◆ **What is being asked**
Take each line of the entries below that contains "IntoParams" and copy it.

[Saved data entries]
━━━
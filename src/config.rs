use dotenvy::dotenv;
use std::env;

#[derive(Clone)]
pub struct Config {
    pub database_url: String,
    pub jwt_secret: String,
    pub server_addr: String,
    pub access_token_ttl: usize,
    pub refresh_token_ttl: usize,

    // Rate limiting
    pub rate_login_per_min: u32,
    pub rate_refresh_per_min: u32,
    pub rate_protected_per_min: u32,

    pub api_prefix: String,

    // Mail delivery is optional; without the SMTP block notifications are
    // logged and dropped.
    pub smtp_host: Option<String>,
    pub smtp_user: Option<String>,
    pub smtp_pass: Option<String>,
    pub mail_from: String,
    pub frontend_url: String,
}

impl Config {
    pub fn from_env() -> Self {
        dotenv().ok();

        Self {
            server_addr: env::var("SERVER_ADDR").expect("SERVER_ADDR must be set"),
            database_url: env::var("DATABASE_URL").expect("DATABASE_URL must be set"),
            jwt_secret: env::var("JWT_SECRET").expect("JWT_SECRET must be set"),
            access_token_ttl: env::var("ACCESS_TOKEN_TTL")
                .unwrap_or_else(|_| "900".to_string()) // default 15 min
                .parse()
                .unwrap(),
            refresh_token_ttl: env::var("REFRESH_TOKEN_TTL")
                .unwrap_or_else(|_| "604800".to_string()) // default 7 days
                .parse()
                .unwrap(),

            rate_login_per_min: env::var("RATE_LOGIN_PER_MIN")
                .unwrap_or_else(|_| "60".to_string())
                .parse()
                .unwrap(),
            rate_refresh_per_min: env::var("RATE_REFRESH_PER_MIN")
                .unwrap_or_else(|_| "30".to_string())
                .parse()
                .unwrap(),
            rate_protected_per_min: env::var("RATE_PROTECTED_PER_MIN")
                .unwrap_or_else(|_| "1000".to_string())
                .parse()
                .unwrap(),

            api_prefix: env::var("API_PREFIX").unwrap_or_else(|_| "/api".to_string()),

            smtp_host: env::var("SMTP_HOST").ok(),
            smtp_user: env::var("SMTP_USER").ok(),
            smtp_pass: env::var("SMTP_PASS").ok(),
            mail_from: env::var("MAIL_FROM")
                .unwrap_or_else(|_| "EMS <no-reply@ems.local>".to_string()),
            frontend_url: env::var("FRONTEND_URL")
                .unwrap_or_else(|_| "http://localhost:3000".to_string()),
        }
    }
}
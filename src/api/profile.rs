use actix_web::{HttpResponse, web};
use chrono::NaiveDate;
use serde::Deserialize;
use serde_json::json;
use sqlx::MySqlPool;
use utoipa::ToSchema;

use crate::auth::auth::AuthUser;
use crate::error::AppError;
use crate::model::employee::Gender;
use crate::store;
use crate::store::employee::ProfileChanges;

#[utoipa::path(
    get,
    path = "/api/employee/profile",
    responses(
        (status = 200, description = "Own profile"),
        (status = 404, description = "Employee profile not found"),
        (status = 401, description = "Unauthorized")
    ),
    security(("bearer_auth" = [])),
    tag = "Profile"
)]
pub async fn get_profile(
    auth: AuthUser,
    pool: web::Data<MySqlPool>,
) -> Result<HttpResponse, AppError> {
    let employee_id = auth.require_employee()?;
    let profile = store::employee::find(pool.get_ref(), employee_id)
        .await?
        .ok_or(AppError::NotFound("Employee profile"))?;

    Ok(HttpResponse::Ok().json(json!({
        "success": true,
        "profile": profile,
    })))
}

/// Only non-sensitive fields; role, salary and employee code stay
/// admin-controlled.
#[derive(Deserialize, ToSchema)]
pub struct UpdateProfile {
    pub name: Option<String>,
    pub email: Option<String>,
    #[schema(format = "date", value_type = Option<String>)]
    pub dob: Option<NaiveDate>,
    pub gender: Option<Gender>,
    pub profile_image: Option<String>,
}

#[utoipa::path(
    put,
    path = "/api/employee/profile",
    request_body = UpdateProfile,
    responses(
        (status = 200, description = "Profile updated"),
        (status = 400, description = "Email already exists"),
        (status = 404, description = "User not found"),
        (status = 401, description = "Unauthorized")
    ),
    security(("bearer_auth" = [])),
    tag = "Profile"
)]
pub async fn update_profile(
    auth: AuthUser,
    pool: web::Data<MySqlPool>,
    payload: web::Json<UpdateProfile>,
) -> Result<HttpResponse, AppError> {
    let employee_id = auth.require_employee()?;
    let payload = payload.into_inner();

    store::employee::find(pool.get_ref(), employee_id)
        .await?
        .ok_or(AppError::NotFound("User"))?;

    let changes = ProfileChanges {
        name: payload.name,
        email: payload.email,
        dob: payload.dob,
        gender: payload.gender,
        profile_image: payload.profile_image,
    };

    if let Err(e) = store::employee::update_profile(pool.get_ref(), employee_id, &changes).await {
        if let sqlx::Error::Database(db_err) = &e {
            if db_err.code().as_deref() == Some("23000") {
                return Err(AppError::Validation("Email already exists.".into()));
            }
        }
        return Err(e.into());
    }

    let profile = store::employee::find(pool.get_ref(), employee_id).await?;

    Ok(HttpResponse::Ok().json(json!({
        "success": true,
        "message": "Profile updated successfully.",
        "profile": profile,
    })))
}
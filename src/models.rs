use serde::{Deserialize, Serialize};
use sqlx::FromRow;
use utoipa::ToSchema;

use crate::model::employee::Designation;
use crate::model::role::Role;

#[derive(Deserialize, ToSchema)]
pub struct LoginReqDto {
    #[schema(example = "john.doe@company.com")]
    pub email: String,
    pub password: String,
}

#[derive(Deserialize, ToSchema)]
pub struct ChangePasswordDto {
    pub current_password: String,
    pub new_password: String,
}

/// Credential row fetched for login; the only place the password hash leaves
/// the users table.
#[derive(FromRow)]
pub struct AuthRow {
    pub id: u64,
    pub name: String,
    pub email: String,
    pub password: String,
    pub role: Role,
    pub designation: Designation,
    pub profile_image: String,
}

#[derive(Debug, Serialize, Deserialize)]
pub struct Claims {
    pub user_id: u64,
    /// Account email.
    pub sub: String,
    pub role: Role,
    pub exp: usize,
    pub jti: String,
    pub token_type: TokenType,
}

#[derive(Debug, Serialize, Deserialize, PartialEq)]
pub enum TokenType {
    Access,
    Refresh,
}
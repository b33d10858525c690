use actix_web::{FromRequest, HttpRequest, dev::Payload, error::ErrorUnauthorized, web::Data};
use futures::future::{Ready, ready};
use jsonwebtoken::{DecodingKey, Validation, decode};

use crate::config::Config;
use crate::error::{AppError, AppResult};
use crate::model::role::Role;
use crate::models::Claims;

/// Authenticated caller, passed explicitly into every role-gated operation.
#[derive(Clone)]
pub struct AuthUser {
    pub user_id: u64,
    pub email: String,
    pub role: Role,
}

impl FromRequest for AuthUser {
    type Error = actix_web::Error;
    type Future = Ready<Result<Self, Self::Error>>;

    fn from_request(req: &HttpRequest, _: &mut Payload) -> Self::Future {
        let token = match req
            .headers()
            .get("Authorization")
            .and_then(|h| h.to_str().ok())
            .and_then(|h| h.strip_prefix("Bearer "))
        {
            Some(t) => t,
            None => return ready(Err(ErrorUnauthorized("Missing token"))),
        };

        let config = match req.app_data::<Data<Config>>() {
            Some(c) => c,
            None => {
                return ready(Err(actix_web::error::ErrorInternalServerError(
                    "Config missing",
                )));
            }
        };

        let data = match decode::<Claims>(
            token,
            &DecodingKey::from_secret(config.jwt_secret.as_bytes()),
            &Validation::default(),
        ) {
            Ok(d) => d,
            Err(_) => return ready(Err(ErrorUnauthorized("Invalid token"))),
        };

        ready(Ok(AuthUser {
            user_id: data.claims.user_id,
            email: data.claims.sub,
            role: data.claims.role,
        }))
    }
}

impl AuthUser {
    pub fn require_admin(&self) -> AppResult<()> {
        if self.role == Role::Admin {
            Ok(())
        } else {
            Err(AppError::Forbidden("Admin only."))
        }
    }

    /// Employee-only operations get the caller's own id back, so handlers
    /// can never act on someone else's ledger by accident.
    pub fn require_employee(&self) -> AppResult<u64> {
        if self.role == Role::Employee {
            Ok(self.user_id)
        } else {
            Err(AppError::Forbidden("Employee only."))
        }
    }
}
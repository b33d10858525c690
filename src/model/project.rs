use chrono::NaiveDate;
use serde::{Deserialize, Serialize};
use strum::{Display, EnumString};
use utoipa::ToSchema;

#[derive(
    Debug, Copy, Clone, Eq, PartialEq, Serialize, Deserialize, Display, EnumString, sqlx::Type,
    ToSchema,
)]
pub enum ProjectStatus {
    Running,
    Completed,
    #[serde(rename = "On Hold")]
    #[strum(serialize = "On Hold")]
    #[sqlx(rename = "On Hold")]
    OnHold,
}

#[derive(Debug, Clone, Serialize, Deserialize, sqlx::FromRow, ToSchema)]
pub struct Project {
    pub id: u64,
    pub name: String,
    pub description: String,
    pub status: ProjectStatus,
    #[schema(format = "date", value_type = Option<String>)]
    pub start_date: Option<NaiveDate>,
    #[schema(format = "date", value_type = Option<String>)]
    pub due_date: Option<NaiveDate>,
}
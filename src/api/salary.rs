use actix_web::{HttpResponse, web};
use chrono::{Datelike, Local};
use serde::{Deserialize, Serialize};
use serde_json::json;
use sqlx::MySqlPool;
use utoipa::{IntoParams, ToSchema};

use crate::auth::auth::AuthUser;
use crate::error::AppError;
use crate::model::employee::{Designation, Employee};
use crate::model::role::Role;
use crate::salary::{SalarySlip, compute_monthly_salary, month_range, paid_leave_dates};
use crate::store;

#[derive(Deserialize, IntoParams)]
pub struct MonthQuery {
    /// 1-12, defaults to the current month.
    pub month: Option<u32>,
    /// Defaults to the current year.
    pub year: Option<i32>,
}

impl MonthQuery {
    pub fn resolve(&self) -> (i32, u32) {
        let today = Local::now().date_naive();
        (
            self.year.unwrap_or_else(|| today.year()),
            self.month.unwrap_or_else(|| today.month()),
        )
    }
}

/// One month of an employee through the salary engine: attendance rows plus
/// the approved paid requests overlapping the month.
async fn slip_for(
    pool: &MySqlPool,
    employee: &Employee,
    year: i32,
    month: u32,
) -> Result<SalarySlip, AppError> {
    let (start, end) = month_range(year, month)?;
    let records = store::attendance::between(pool, employee.id, start, end).await?;
    let paid_requests =
        store::leave::approved_paid_overlapping(pool, employee.id, start, end).await?;

    Ok(compute_monthly_salary(
        employee.salary,
        &records,
        &paid_leave_dates(&paid_requests),
    ))
}

/// Employee's own monthly salary slip.
#[utoipa::path(
    get,
    path = "/api/employee/salary",
    params(MonthQuery),
    responses(
        (status = 200, description = "Salary breakdown for the month", body = SalarySlip),
        (status = 401, description = "Unauthorized"),
        (status = 404, description = "Employee not found")
    ),
    security(("bearer_auth" = [])),
    tag = "Salary"
)]
pub async fn my_salary(
    auth: AuthUser,
    pool: web::Data<MySqlPool>,
    query: web::Query<MonthQuery>,
) -> Result<HttpResponse, AppError> {
    let employee_id = auth.require_employee()?;
    let (year, month) = query.resolve();

    let employee = store::employee::find(pool.get_ref(), employee_id)
        .await?
        .ok_or(AppError::NotFound("Employee"))?;

    let slip = slip_for(pool.get_ref(), &employee, year, month).await?;

    Ok(HttpResponse::Ok().json(json!({
        "success": true,
        "salary": slip,
    })))
}

/// One employee's monthly salary (admin).
#[utoipa::path(
    get,
    path = "/api/admin/employees/{employee_id}/salary",
    params(
        ("employee_id" = u64, Path, description = "Employee to compute"),
        MonthQuery
    ),
    responses(
        (status = 200, description = "Salary breakdown for the month", body = SalarySlip),
        (status = 404, description = "Employee not found"),
        (status = 401, description = "Unauthorized"),
        (status = 403, description = "Admin only")
    ),
    security(("bearer_auth" = [])),
    tag = "Salary"
)]
pub async fn employee_salary(
    auth: AuthUser,
    pool: web::Data<MySqlPool>,
    path: web::Path<u64>,
    query: web::Query<MonthQuery>,
) -> Result<HttpResponse, AppError> {
    auth.require_admin()?;
    let (year, month) = query.resolve();

    let employee = store::employee::find(pool.get_ref(), path.into_inner())
        .await?
        .filter(|e| e.role == Role::Employee)
        .ok_or(AppError::NotFound("Employee"))?;

    let slip = slip_for(pool.get_ref(), &employee, year, month).await?;

    Ok(HttpResponse::Ok().json(json!({
        "success": true,
        "salary": slip,
    })))
}

#[derive(Serialize, ToSchema)]
pub struct EmployeeSalaryEntry {
    pub employee_id: u64,
    pub name: String,
    pub employee_code: String,
    pub designation: Designation,
    pub email: String,
    pub paid_leaves_available: i64,
    pub salary: SalarySlip,
}

/// Monthly salaries for the whole directory (admin). Runs every employee
/// through the same engine as the single-employee path.
#[utoipa::path(
    get,
    path = "/api/admin/salaries/monthly",
    params(MonthQuery),
    responses(
        (status = 200, description = "Salary slips for every employee", body = [EmployeeSalaryEntry]),
        (status = 401, description = "Unauthorized"),
        (status = 403, description = "Admin only")
    ),
    security(("bearer_auth" = [])),
    tag = "Salary"
)]
pub async fn monthly_salaries(
    auth: AuthUser,
    pool: web::Data<MySqlPool>,
    query: web::Query<MonthQuery>,
) -> Result<HttpResponse, AppError> {
    auth.require_admin()?;
    let (year, month) = query.resolve();

    let employees = store::employee::list(pool.get_ref()).await?;

    let mut salaries = Vec::with_capacity(employees.len());
    for employee in &employees {
        let slip = slip_for(pool.get_ref(), employee, year, month).await?;
        salaries.push(EmployeeSalaryEntry {
            employee_id: employee.id,
            name: employee.name.clone(),
            employee_code: employee.employee_code.clone(),
            designation: employee.designation,
            email: employee.email.clone(),
            paid_leaves_available: employee.paid_leaves_available,
            salary: slip,
        });
    }

    Ok(HttpResponse::Ok().json(json!({
        "success": true,
        "month": month,
        "year": year,
        "salaries": salaries,
    })))
}
use actix_web::middleware::Next;
use actix_web::{
    Error, HttpMessage, HttpResponse,
    body::BoxBody,
    dev::{ServiceRequest, ServiceResponse},
    web::Data,
};
use serde_json::json;

use crate::auth::auth::AuthUser;
use crate::auth::jwt::verify_token;
use crate::config::Config;

/// Scope-level bearer check: rejects unauthenticated requests before they
/// reach a handler and stashes the caller for anything that wants it from
/// request extensions.
pub async fn auth_middleware(
    req: ServiceRequest,
    next: Next<BoxBody>,
) -> Result<ServiceResponse<BoxBody>, Error> {
    let config = req
        .app_data::<Data<Config>>()
        .ok_or_else(|| actix_web::error::ErrorInternalServerError("App config missing"))?;

    let header_value = match req.headers().get("Authorization") {
        Some(h) => h.to_str().map_err(|_| {
            actix_web::error::ErrorUnauthorized(
                json!({"error": "Invalid Authorization header encoding"}),
            )
        })?,
        None => {
            let resp =
                HttpResponse::Unauthorized().json(json!({"error": "Missing Authorization header"}));
            return Ok(req.into_response(resp.map_into_boxed_body()));
        }
    };

    let token = match header_value.strip_prefix("Bearer ") {
        Some(t) => t,
        None => {
            let resp = HttpResponse::Unauthorized()
                .json(json!({"error": "Authorization header must start with Bearer"}));
            return Ok(req.into_response(resp.map_into_boxed_body()));
        }
    };

    let claims = match verify_token(token, &config.jwt_secret) {
        Ok(c) => c,
        Err(e) => {
            let resp = HttpResponse::Unauthorized()
                .json(json!({"error": "Invalid or expired token", "details": e}));
            return Ok(req.into_response(resp.map_into_boxed_body()));
        }
    };

    let auth_user = AuthUser {
        user_id: claims.user_id,
        email: claims.sub,
        role: claims.role,
    };

    req.extensions_mut().insert(auth_user);

    next.call(req).await
}
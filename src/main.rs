use actix_web::middleware::NormalizePath;
use actix_web::web::Data;
use actix_web::{App, HttpServer, Responder, get};
use dotenvy::dotenv;

mod api;
mod auth;
mod config;
mod db;
mod docs;
mod error;
mod model;
mod models;
mod notify;
mod reports;
mod routes;
mod salary;
mod store;
mod utils;

use config::Config;
use db::init_db;
use notify::Mailer;

use crate::docs::ApiDoc;
use crate::utils::directory_cache;
use tracing::info;
use tracing_appender::rolling;
use utoipa::OpenApi; // needed for ApiDoc::openapi()
use utoipa_swagger_ui::SwaggerUi;

#[get("/")]
async fn index() -> impl Responder {
    "Employee Management System"
}

#[actix_web::main]
async fn main() -> std::io::Result<()> {
    dotenv().ok();

    let config = Config::from_env();

    // Rolling daily log
    let file_appender = rolling::daily("logs", "app.log");
    let (non_blocking, _guard) = tracing_appender::non_blocking(file_appender);

    tracing_subscriber::fmt()
        .with_writer(non_blocking)
        .with_max_level(tracing::Level::DEBUG)
        .with_ansi(false)
        .with_target(false) // removes module path
        .with_level(true)
        .with_thread_ids(false)
        .with_thread_names(false)
        .pretty()
        .init();

    info!("Server starting...");

    let pool = init_db(&config.database_url).await;
    let mailer = Data::new(Mailer::from_config(&config).expect("Failed to build mailer"));

    let pool_for_warmup = pool.clone();
    let server_addr = config.server_addr.clone();
    let config_data = config.clone();

    actix_web::rt::spawn(async move {
        if let Err(e) = directory_cache::warmup_directory_cache(&pool_for_warmup).await {
            eprintln!("Failed to warm up employee directory cache: {:?}", e);
        }
    });

    HttpServer::new(move || {
        App::new()
            .wrap(actix_web::middleware::Logger::default())
            .wrap(NormalizePath::trim())
            .service(
                SwaggerUi::new("/swagger-ui/{_:.*}") // wildcard {_:.*} to match JS/CSS files
                    .url("/api-doc/openapi.json", ApiDoc::openapi()),
            )
            .app_data(Data::new(pool.clone()))
            .app_data(Data::new(config.clone()))
            .app_data(mailer.clone())
            .service(index)
            // Auth + protected routes with rate limiting
            .configure(|cfg| routes::configure(cfg, config_data.clone()))
    })
    .bind(server_addr)?
    .run()
    .await
}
━━━
◆ **Written answer**
use utoipa::{IntoParams, ToSchema};
#[derive(Deserialize, IntoParams)]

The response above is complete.